▶ TASK DIRECTIONS
Restate word for word the entries below, starting with the line with "fn from(err: MathError)" and continuing through the line with "pub use crate::config::AppConfig;". Include both of those lines and no others.

▶ MATERIAL TO PROCESS

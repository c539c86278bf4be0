//! Additive Holt-Winters model with a caller-pinned level coefficient
//!
//! Only the level smoothing coefficient (alpha) is supplied; the trend
//! (beta) and seasonal (gamma) coefficients are estimated by minimizing the
//! in-sample one-step-ahead squared error. Gamma is bounded by `1 - alpha`.

use crate::error::{ForecastError, Result};
use crate::models::{ForecastModel, TrainedForecastModel};
use crate::series::TimeSeries;
use demand_math::{nelder_mead, sum_squared_errors, NelderMeadConfig, TripleExponentialSmoothing};
use statrs::statistics::Statistics;
use tracing::{debug, warn};

/// Starting point of the coefficient search
const INITIAL_BETA: f64 = 0.1;
const INITIAL_GAMMA: f64 = 0.1;

/// Relative spread (range over largest magnitude) at or below which a
/// series is treated as constant
const MIN_RELATIVE_SPREAD: f64 = 1e-12;

/// Holt-Winters model (additive trend, additive season)
#[derive(Debug, Clone)]
pub struct HoltWinters {
    /// Name of the model
    name: String,
    /// Level smoothing coefficient
    alpha: f64,
    /// Length of one seasonal cycle
    seasonal_period: usize,
}

/// Trained Holt-Winters model
#[derive(Debug, Clone)]
pub struct TrainedHoltWinters {
    /// Name of the model
    name: String,
    /// Smoother holding the final level, trend and seasonal indices
    smoother: TripleExponentialSmoothing,
    /// One-step-ahead fitted values, aligned with the series
    fitted: Vec<f64>,
    /// Residuals after the seeding cycle
    residuals: Vec<f64>,
    /// Sum of squared residuals
    sse: f64,
    /// Number of observations trained on
    observations: usize,
}

impl HoltWinters {
    /// Create a new model with a fixed level coefficient
    pub fn new(alpha: f64, seasonal_period: usize) -> Result<Self> {
        if !(alpha > 0.0 && alpha <= 1.0) {
            return Err(ForecastError::InvalidParameter(format!(
                "Smoothing level must be in (0, 1], got {}",
                alpha
            )));
        }
        if seasonal_period == 0 {
            return Err(ForecastError::InvalidParameter(
                "Seasonal period must be at least 1".to_string(),
            ));
        }

        Ok(Self {
            name: format!("Holt-Winters (additive, alpha={}, m={})", alpha, seasonal_period),
            alpha,
            seasonal_period,
        })
    }

    pub fn alpha(&self) -> f64 {
        self.alpha
    }

    pub fn seasonal_period(&self) -> usize {
        self.seasonal_period
    }

    /// Reject series the model cannot be fit on
    fn check_series(&self, values: &[f64]) -> Result<()> {
        let n = values.len();
        let m = self.seasonal_period;
        if n < 2 * m {
            return Err(ForecastError::InsufficientData { n, m });
        }

        if let Some(pos) = values.iter().position(|v| !v.is_finite()) {
            return Err(ForecastError::ModelFit(format!(
                "Series contains a non-finite value at observation {}",
                pos + 1
            )));
        }

        let spread = Statistics::max(values) - Statistics::min(values);
        if spread <= MIN_RELATIVE_SPREAD * Statistics::abs_max(values) {
            return Err(ForecastError::ModelFit(
                "Series has zero variance; a constant history cannot be modeled".to_string(),
            ));
        }

        Ok(())
    }

    /// Estimate beta and gamma with alpha held fixed
    fn estimate_coefficients(&self, values: &[f64]) -> Result<(f64, f64)> {
        let gamma_max = (1.0 - self.alpha).max(0.0);
        let bounds = [(0.0, 1.0), (0.0, gamma_max)];
        let initial = [INITIAL_BETA, INITIAL_GAMMA.min(gamma_max)];

        let result = nelder_mead(
            |p| {
                sum_squared_errors(values, self.alpha, p[0], p[1], self.seasonal_period)
                    .unwrap_or(f64::INFINITY)
            },
            &initial,
            &bounds,
            &NelderMeadConfig::default(),
        )?;

        if !result.value.is_finite() {
            return Err(ForecastError::ModelFit(
                "Coefficient search did not reach a finite error".to_string(),
            ));
        }
        if !result.converged {
            warn!(
                iterations = result.iterations,
                sse = result.value,
                "coefficient search stopped before converging"
            );
        }

        debug!(
            beta = result.point[0],
            gamma = result.point[1],
            sse = result.value,
            iterations = result.iterations,
            "estimated smoothing coefficients"
        );
        Ok((result.point[0], result.point[1]))
    }
}

impl ForecastModel for HoltWinters {
    type Trained = TrainedHoltWinters;

    fn train(&self, series: &TimeSeries) -> Result<Self::Trained> {
        let values = series.values();
        self.check_series(values)?;

        let (beta, gamma) = self.estimate_coefficients(values)?;
        let mut smoother =
            TripleExponentialSmoothing::new(self.alpha, beta, gamma, self.seasonal_period)?;
        let fitted = smoother.fit(values)?;

        let residuals: Vec<f64> = values
            .iter()
            .zip(fitted.iter())
            .skip(self.seasonal_period)
            .map(|(y, f)| y - f)
            .collect();
        let sse: f64 = residuals.iter().map(|r| r.powi(2)).sum();

        if !sse.is_finite() {
            return Err(ForecastError::ModelFit(
                "Fitted model produced non-finite errors".to_string(),
            ));
        }

        Ok(TrainedHoltWinters {
            name: self.name.clone(),
            smoother,
            fitted,
            residuals,
            sse,
            observations: values.len(),
        })
    }

    fn name(&self) -> &str {
        &self.name
    }
}

impl TrainedHoltWinters {
    pub fn alpha(&self) -> f64 {
        self.smoother.alpha()
    }

    /// Estimated trend coefficient
    pub fn beta(&self) -> f64 {
        self.smoother.beta()
    }

    /// Estimated seasonal coefficient
    pub fn gamma(&self) -> f64 {
        self.smoother.gamma()
    }

    pub fn seasonal_period(&self) -> usize {
        self.smoother.period()
    }

    /// Final level
    pub fn level(&self) -> Result<f64> {
        Ok(self.smoother.level()?)
    }

    /// Final trend
    pub fn trend(&self) -> Result<f64> {
        Ok(self.smoother.trend()?)
    }

    /// Final seasonal indices, indexed by position in the cycle
    pub fn seasonals(&self) -> &[f64] {
        self.smoother.seasonals()
    }

    pub fn sse(&self) -> f64 {
        self.sse
    }

    pub fn observations(&self) -> usize {
        self.observations
    }
}

impl TrainedForecastModel for TrainedHoltWinters {
    fn forecast(&self, horizon: usize) -> Result<Vec<f64>> {
        let values = (1..=horizon)
            .map(|step| self.smoother.forecast(step))
            .collect::<demand_math::Result<Vec<f64>>>()?;

        if values.iter().any(|v| !v.is_finite()) {
            return Err(ForecastError::ModelFit(
                "Forecast produced non-finite values".to_string(),
            ));
        }

        Ok(values)
    }

    fn fitted_values(&self) -> &[f64] {
        &self.fitted
    }

    fn residuals(&self) -> &[f64] {
        &self.residuals
    }

    fn name(&self) -> &str {
        &self.name
    }
}
//! Date-indexed demand series for a single product

use crate::data::HistoricalRecord;
use crate::error::{ForecastError, Result};
use chrono::NaiveDate;
use serde::{Deserialize, Serialize};
use std::collections::BTreeMap;
use tracing::debug;

/// Demand observations for one product, strictly ascending by date
#[derive(Debug, Clone, PartialEq, Serialize, Deserialize)]
pub struct TimeSeries {
    product_id: String,
    dates: Vec<NaiveDate>,
    values: Vec<f64>,
}

impl TimeSeries {
    /// Create a series from parallel date and value vectors
    ///
    /// Dates must be strictly increasing.
    pub fn new(product_id: impl Into<String>, dates: Vec<NaiveDate>, values: Vec<f64>) -> Result<Self> {
        if dates.len() != values.len() {
            return Err(ForecastError::DataError(format!(
                "Dates length ({}) doesn't match values length ({})",
                dates.len(),
                values.len()
            )));
        }
        if dates.is_empty() {
            return Err(ForecastError::EmptyInput);
        }
        if let Some(pair) = dates.windows(2).find(|w| w[0] >= w[1]) {
            return Err(ForecastError::DataError(format!(
                "Dates must be strictly increasing: {} is followed by {}",
                pair[0], pair[1]
            )));
        }

        Ok(Self {
            product_id: product_id.into(),
            dates,
            values,
        })
    }

    pub fn product_id(&self) -> &str {
        &self.product_id
    }

    pub fn dates(&self) -> &[NaiveDate] {
        &self.dates
    }

    pub fn values(&self) -> &[f64] {
        &self.values
    }

    pub fn len(&self) -> usize {
        self.values.len()
    }

    pub fn is_empty(&self) -> bool {
        self.values.is_empty()
    }

    /// Last observed date; a built series is never empty
    pub fn last_date(&self) -> NaiveDate {
        self.dates[self.dates.len() - 1]
    }

    /// Iterate over `(date, value)` pairs
    pub fn iter(&self) -> impl Iterator<Item = (NaiveDate, f64)> + '_ {
        self.dates.iter().copied().zip(self.values.iter().copied())
    }
}

/// Turns one product's records into a [`TimeSeries`]
///
/// Records sharing a date are merged by summing their demand, so a product
/// bought by several customers in the same month yields its total demand.
#[derive(Debug, Default, Clone, Copy)]
pub struct TimeSeriesBuilder;

impl TimeSeriesBuilder {
    pub fn new() -> Self {
        Self
    }

    /// Sort, merge and index the records of a single product
    pub fn build(&self, records: &[HistoricalRecord]) -> Result<TimeSeries> {
        let first = records.first().ok_or(ForecastError::EmptyInput)?;
        let product_id = first.product_id.as_str();

        let mut by_date: BTreeMap<NaiveDate, f64> = BTreeMap::new();
        for record in records {
            if record.product_id != product_id {
                return Err(ForecastError::DataError(format!(
                    "Records for product '{}' mixed with product '{}'",
                    product_id, record.product_id
                )));
            }
            *by_date.entry(record.date).or_insert(0.0) += record.demand;
        }

        let merged = records.len() - by_date.len();
        if merged > 0 {
            debug!(product_id, merged, "summed demand for duplicate dates");
        }

        let (dates, values): (Vec<NaiveDate>, Vec<f64>) = by_date.into_iter().unzip();
        debug!(product_id, observations = values.len(), "built time series");

        TimeSeries::new(product_id, dates, values)
    }
}
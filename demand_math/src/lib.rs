//! # Demand Math
//!
//! Numeric kernels behind demand forecasting.
//! This crate provides the additive triple exponential smoothing recursion
//! (Holt-Winters) and a bounded Nelder-Mead minimizer used to estimate the
//! smoothing coefficients that the caller does not pin.

use thiserror::Error;

pub mod optimization;
pub mod smoothing;

pub use crate::optimization::{nelder_mead, NelderMeadConfig, NelderMeadResult};
pub use crate::smoothing::{sum_squared_errors, TripleExponentialSmoothing};

/// Errors that can occur in forecasting calculations
#[derive(Error, Debug, Clone, PartialEq)]
pub enum MathError {
    #[error("Insufficient data for calculation: {0}")]
    InsufficientData(String),

    #[error("Invalid input: {0}")]
    InvalidInput(String),

    #[error("Calculation error: {0}")]
    CalculationError(String),
}

/// Result type for forecasting math operations
pub type Result<T> = std::result::Result<T, MathError>;
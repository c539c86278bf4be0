//! Application settings for the forecasting launcher
//!
//! Sources, later ones overriding earlier ones: built-in defaults, an
//! optional `demand_owl` config file, then `DEMAND_OWL__*` environment
//! variables (e.g. `DEMAND_OWL__FORECAST__HORIZON=12`).

use crate::data::ProductFilter;
use crate::engine::ForecastParameters;
use crate::error::Result;
use serde::Deserialize;
use std::path::PathBuf;

#[derive(Debug, Deserialize, Clone, PartialEq)]
pub struct AppConfig {
    #[serde(default = "default_data_path")]
    pub data_path: PathBuf,
    #[serde(default = "default_output_dir")]
    pub output_dir: PathBuf,
    #[serde(default)]
    pub forecast: ForecastDefaults,
    #[serde(default)]
    pub filter: ProductFilter,
    #[serde(default)]
    pub product_index: usize,
}

/// Initial values of the forecast controls
#[derive(Debug, Deserialize, Clone, Copy, PartialEq)]
pub struct ForecastDefaults {
    #[serde(default = "default_horizon")]
    pub horizon: usize,
    #[serde(default = "default_smoothing_level")]
    pub smoothing_level: f64,
    #[serde(default = "default_seasonal_periods")]
    pub seasonal_periods: usize,
}

fn default_data_path() -> PathBuf {
    PathBuf::from("data/sample_data.csv")
}

fn default_output_dir() -> PathBuf {
    PathBuf::from(".")
}

fn default_horizon() -> usize {
    6
}

fn default_smoothing_level() -> f64 {
    0.3
}

fn default_seasonal_periods() -> usize {
    12
}

impl Default for ForecastDefaults {
    fn default() -> Self {
        Self {
            horizon: default_horizon(),
            smoothing_level: default_smoothing_level(),
            seasonal_periods: default_seasonal_periods(),
        }
    }
}

impl Default for AppConfig {
    fn default() -> Self {
        Self {
            data_path: default_data_path(),
            output_dir: default_output_dir(),
            forecast: ForecastDefaults::default(),
            filter: ProductFilter::default(),
            product_index: 0,
        }
    }
}

impl AppConfig {
    /// Load from the `demand_owl` file (if present) and the environment
    pub fn load() -> Result<Self> {
        Self::load_from("demand_owl")
    }

    /// Load from a named config file (extension optional) and the environment
    pub fn load_from(file_stem: &str) -> Result<Self> {
        let settings = ::config::Config::builder()
            .add_source(::config::File::with_name(file_stem).required(false))
            .add_source(::config::Environment::with_prefix("DEMAND_OWL").separator("__"))
            .build()?;

        Ok(settings.try_deserialize()?)
    }

    /// The configured defaults as validated request parameters
    pub fn forecast_parameters(&self) -> Result<ForecastParameters> {
        ForecastParameters::new(
            self.forecast.horizon,
            self.forecast.smoothing_level,
            self.forecast.seasonal_periods,
        )
    }
}
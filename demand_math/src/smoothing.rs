//! Triple exponential smoothing (additive Holt-Winters)
//!
//! Model equations, with season index `i = t mod m`:
//! - Level: `l_t = α(y_t - s_i) + (1-α)(l_{t-1} + b_{t-1})`
//! - Trend: `b_t = β(l_t - l_{t-1}) + (1-β)b_{t-1}`
//! - Seasonal: `s_i = γ(y_t - l_t) + (1-γ)s_i`
//! - Forecast: `ŷ_{t+h} = l_t + h·b_t + s_{(t+h) mod m}`

use crate::{MathError, Result};
use serde::{Deserialize, Serialize};

/// Additive Holt-Winters state machine
///
/// The state is seeded from the first two seasonal cycles of a history and
/// then advanced one observation at a time from the start of the second
/// cycle.
#[derive(Debug, Clone, PartialEq, Serialize, Deserialize)]
pub struct TripleExponentialSmoothing {
    alpha: f64,
    beta: f64,
    gamma: f64,
    period: usize,
    level: Option<f64>,
    trend: Option<f64>,
    seasonals: Vec<f64>,
    values_seen: usize,
}

impl TripleExponentialSmoothing {
    /// Create a new smoother with the given coefficients and seasonal period
    pub fn new(alpha: f64, beta: f64, gamma: f64, period: usize) -> Result<Self> {
        if period == 0 {
            return Err(MathError::InvalidInput(
                "Seasonal period must be at least 1".to_string(),
            ));
        }
        if !(alpha > 0.0 && alpha <= 1.0) {
            return Err(MathError::InvalidInput(format!(
                "Alpha must be in (0, 1], got {}",
                alpha
            )));
        }
        if !(0.0..=1.0).contains(&beta) {
            return Err(MathError::InvalidInput(format!(
                "Beta must be in [0, 1], got {}",
                beta
            )));
        }
        if !(0.0..=1.0).contains(&gamma) {
            return Err(MathError::InvalidInput(format!(
                "Gamma must be in [0, 1], got {}",
                gamma
            )));
        }

        Ok(Self {
            alpha,
            beta,
            gamma,
            period,
            level: None,
            trend: None,
            seasonals: Vec::new(),
            values_seen: 0,
        })
    }

    /// Seed level, trend and seasonal indices from the first two cycles
    ///
    /// The trend is the average per-step change between the first and second
    /// cycle. The seasonal indices are the first cycle's deviations from its
    /// mean after removing that trend, centered to sum to zero. The level is
    /// the detrended mean carried to the last step of the first cycle, which
    /// then counts as consumed.
    pub fn initialize(&mut self, history: &[f64]) -> Result<()> {
        let m = self.period;
        if history.len() < 2 * m {
            return Err(MathError::InsufficientData(format!(
                "Need at least {} values for seasonal period {}, got {}",
                2 * m,
                m,
                history.len()
            )));
        }

        let first_cycle = &history[..m];
        let mean = first_cycle.iter().sum::<f64>() / m as f64;

        let trend = (0..m)
            .map(|i| (history[m + i] - history[i]) / m as f64)
            .sum::<f64>()
            / m as f64;

        // Position of the cycle mean, measured in steps from its start
        let center = (m as f64 - 1.0) / 2.0;
        let level = mean + center * trend;

        let mut seasonals: Vec<f64> = first_cycle
            .iter()
            .enumerate()
            .map(|(i, y)| y - (mean + (i as f64 - center) * trend))
            .collect();
        let offset = seasonals.iter().sum::<f64>() / m as f64;
        for s in seasonals.iter_mut() {
            *s -= offset;
        }

        self.level = Some(level);
        self.trend = Some(trend);
        self.seasonals = seasonals;
        self.values_seen = m;

        Ok(())
    }

    /// Advance the state with a new observation
    ///
    /// Returns the one-step-ahead prediction that was made for `value`
    /// before the state absorbed it.
    pub fn update(&mut self, value: f64) -> Result<f64> {
        let (prev_level, prev_trend) = match (self.level, self.trend) {
            (Some(level), Some(trend)) => (level, trend),
            _ => {
                return Err(MathError::InsufficientData(
                    "Smoother must be initialized before updating".to_string(),
                ))
            }
        };

        let idx = self.values_seen % self.period;
        let season = self.seasonals[idx];
        let prediction = prev_level + prev_trend + season;

        let level =
            self.alpha * (value - season) + (1.0 - self.alpha) * (prev_level + prev_trend);
        let trend = self.beta * (level - prev_level) + (1.0 - self.beta) * prev_trend;
        self.seasonals[idx] = self.gamma * (value - level) + (1.0 - self.gamma) * season;

        self.level = Some(level);
        self.trend = Some(trend);
        self.values_seen += 1;

        Ok(prediction)
    }

    /// Initialize on `values` and run the recursion over the rest of them
    ///
    /// The returned fitted values line up with `values`; the first cycle is
    /// used for seeding, so its fitted values are the observations themselves.
    pub fn fit(&mut self, values: &[f64]) -> Result<Vec<f64>> {
        self.initialize(values)?;

        let mut fitted = Vec::with_capacity(values.len());
        fitted.extend_from_slice(&values[..self.period]);
        for &value in &values[self.period..] {
            fitted.push(self.update(value)?);
        }

        Ok(fitted)
    }

    /// Forecast `h` steps past the last absorbed observation
    pub fn forecast(&self, h: usize) -> Result<f64> {
        if h == 0 {
            return Err(MathError::InvalidInput(
                "Forecast step must be at least 1".to_string(),
            ));
        }

        match (self.level, self.trend) {
            (Some(level), Some(trend)) => {
                let idx = (self.values_seen + h - 1) % self.period;
                Ok(level + h as f64 * trend + self.seasonals[idx])
            }
            _ => Err(MathError::InsufficientData(
                "Not enough data to make a forecast".to_string(),
            )),
        }
    }

    /// Get the current level
    pub fn level(&self) -> Result<f64> {
        self.level.ok_or_else(|| {
            MathError::InsufficientData("Level not calculated yet".to_string())
        })
    }

    /// Get the current trend
    pub fn trend(&self) -> Result<f64> {
        self.trend.ok_or_else(|| {
            MathError::InsufficientData("Trend not calculated yet".to_string())
        })
    }

    /// Seasonal indices, indexed by position in the cycle
    pub fn seasonals(&self) -> &[f64] {
        &self.seasonals
    }

    pub fn alpha(&self) -> f64 {
        self.alpha
    }

    pub fn beta(&self) -> f64 {
        self.beta
    }

    pub fn gamma(&self) -> f64 {
        self.gamma
    }

    pub fn period(&self) -> usize {
        self.period
    }

    /// Number of observations absorbed, including the seeding cycle
    pub fn values_seen(&self) -> usize {
        self.values_seen
    }

    /// Reset the smoother, clearing all state
    pub fn reset(&mut self) {
        self.level = None;
        self.trend = None;
        self.seasonals.clear();
        self.values_seen = 0;
    }
}

/// In-sample one-step-ahead sum of squared errors
///
/// Errors from the seeding cycle are excluded since its fitted values are the
/// observations themselves.
pub fn sum_squared_errors(
    values: &[f64],
    alpha: f64,
    beta: f64,
    gamma: f64,
    period: usize,
) -> Result<f64> {
    let mut smoother = TripleExponentialSmoothing::new(alpha, beta, gamma, period)?;
    let fitted = smoother.fit(values)?;

    Ok(values
        .iter()
        .zip(fitted.iter())
        .skip(period)
        .map(|(y, f)| (y - f).powi(2))
        .sum())
}
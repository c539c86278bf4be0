//! Error types for the demand_forecast crate

use demand_math::MathError;
use polars::prelude::PolarsError;
use thiserror::Error;

/// Custom error types for the demand_forecast crate
#[derive(Debug, Error)]
pub enum ForecastError {
    /// No historical records for the selected product
    #[error("No historical records available for the selected product")]
    EmptyInput,

    /// Fewer than two full seasonal cycles of history
    #[error(
        "Insufficient data: {n} observations available for seasonal period {m}, two full cycles are required"
    )]
    InsufficientData { n: usize, m: usize },

    /// Numerical failure while fitting the model
    #[error("Model fit error: {0}")]
    ModelFit(String),

    /// Error from invalid parameters
    #[error("Invalid parameter: {0}")]
    InvalidParameter(String),

    /// Error related to data validation or processing
    #[error("Data error: {0}")]
    DataError(String),

    /// Error from IO operations
    #[error("IO error: {0}")]
    IoError(#[from] std::io::Error),

    /// Error from CSV serialization
    #[error("CSV error: {0}")]
    CsvError(#[from] csv::Error),

    /// Error from JSON serialization
    #[error("JSON error: {0}")]
    JsonError(#[from] serde_json::Error),

    /// Error from Polars operations
    #[error("Polars error: {0}")]
    PolarsError(String),

    /// Error from loading configuration
    #[error("Configuration error: {0}")]
    ConfigError(#[from] ::config::ConfigError),
}

impl ForecastError {
    /// Whether the user can recover by changing the selection or parameters
    pub fn is_recoverable(&self) -> bool {
        matches!(
            self,
            ForecastError::EmptyInput
                | ForecastError::InsufficientData { .. }
                | ForecastError::ModelFit(_)
        )
    }

    /// A hint to show next to the error message
    pub fn suggestion(&self) -> Option<String> {
        match self {
            ForecastError::EmptyInput => {
                Some("Adjust the filters to select a product with demand history.".to_string())
            }
            ForecastError::InsufficientData { n, m } if *n < 2 => Some(format!(
                "Pick a product with at least {} months of history.",
                2 * m
            )),
            ForecastError::InsufficientData { n, m } => Some(format!(
                "Reduce the seasonal period length to at most {} or pick a product with at least {} months of history.",
                n / 2,
                2 * m
            )),
            ForecastError::ModelFit(_) => Some(
                "Please check your data and parameters. Constant or incomplete demand histories cannot be modeled."
                    .to_string(),
            ),
            ForecastError::InvalidParameter(_) => {
                Some("Horizon must be 1-24, smoothing level 0.01-1.0 and seasonal period 1-12.".to_string())
            }
            _ => None,
        }
    }
}

/// Result type with our custom error
pub type Result<T> = std::result::Result<T, ForecastError>;

impl From<PolarsError> for ForecastError {
    fn from(err: PolarsError) -> Self {
        ForecastError::PolarsError(err.to_string())
    }
}

impl From<MathError> for ForecastError {
    fn from(err: MathError) -> Self {
        ForecastError::ModelFit(err.to_string())
    }
}
//! # Demand Forecast
//!
//! Monthly demand forecasting for product sales histories.
//!
//! ## Features
//!
//! - Sales extract loading from CSV (Polars) with category, customer and class filters
//! - Additive Holt-Winters model with automatic trend and seasonal smoothing
//! - Month-end forecast dating, summary statistics and CSV/JSON export
//! - Product paging over a filtered dataset
//!
//! ## Quick Start
//!
//! ```no_run
//! use demand_forecast::{DataLoader, ForecastEngine, ForecastParameters, ForecastSummarizer};
//! use demand_forecast::ProductFilter;
//!
//! # fn main() -> demand_forecast::error::Result<()> {
//! let dataset = DataLoader::from_csv("data/sample_data.csv")?;
//! let tools = dataset.filter(&ProductFilter::all().with_category("Tools"));
//!
//! let product_id = &tools.product_ids()[0];
//! let records = tools.product_records(product_id);
//!
//! let params = ForecastParameters::new(6, 0.3, 12)?;
//! let result = ForecastEngine::new().forecast_records(&records, params)?;
//!
//! let summary = ForecastSummarizer::new().summarize(
//!     &result,
//!     product_id,
//!     &records[0].product_description,
//! )?;
//! println!("{}", summary);
//! summary.save_csv(".")?;
//! # Ok(())
//! # }
//! ```

pub mod config;
pub mod data;
pub mod engine;
pub mod error;
pub mod models;
pub mod navigation;
pub mod series;
pub mod summary;
pub mod utils;

// Re-export commonly used types
pub use crate::config::AppConfig;
pub use crate::data::{DataLoader, Dataset, FilterCache, HistoricalRecord, ProductFilter};
pub use crate::engine::{ForecastEngine, ForecastParameters, ForecastResult};
pub use crate::error::ForecastError;
pub use crate::models::{ForecastModel, HoltWinters, TrainedForecastModel, TrainedHoltWinters};
pub use crate::navigation::{ProductOverview, ProductSelection};
pub use crate::series::{TimeSeries, TimeSeriesBuilder};
pub use crate::summary::{ForecastSummarizer, ForecastSummary, ModelInfo};

// Version information
pub const VERSION: &str = env!("CARGO_PKG_VERSION");
pub const NAME: &str = env!("CARGO_PKG_NAME");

▶ SOLUTION FOR THIS TASK
    fn from(err: MathError) -> Self {
        ForecastError::ModelFit(err.to_string())
    }
}
//! # Demand Forecast
//!
//! Monthly demand forecasting for product sales histories.
//!
//! ## Features
//!
//! - Sales extract loading from CSV (Polars) with category, customer and class filters
//! - Additive Holt-Winters model with automatic trend and seasonal smoothing
//! - Month-end forecast dating, summary statistics and CSV/JSON export
//! - Product paging over a filtered dataset
//!
//! ## Quick Start
//!
//! ```no_run
//! use demand_forecast::{DataLoader, ForecastEngine, ForecastParameters, ForecastSummarizer};
//! use demand_forecast::ProductFilter;
//!
//! # fn main() -> demand_forecast::error::Result<()> {
//! let dataset = DataLoader::from_csv("data/sample_data.csv")?;
//! let tools = dataset.filter(&ProductFilter::all().with_category("Tools"));
//!
//! let product_id = &tools.product_ids()[0];
//! let records = tools.product_records(product_id);
//!
//! let params = ForecastParameters::new(6, 0.3, 12)?;
//! let result = ForecastEngine::new().forecast_records(&records, params)?;
//!
//! let summary = ForecastSummarizer::new().summarize(
//!     &result,
//!     product_id,
//!     &records[0].product_description,
//! )?;
//! println!("{}", summary);
//! summary.save_csv(".")?;
//! # Ok(())
//! # }
//! ```

pub mod config;
pub mod data;
pub mod engine;
pub mod error;
pub mod models;
pub mod navigation;
pub mod series;
pub mod summary;
pub mod utils;

// Re-export commonly used types
pub use crate::config::AppConfig;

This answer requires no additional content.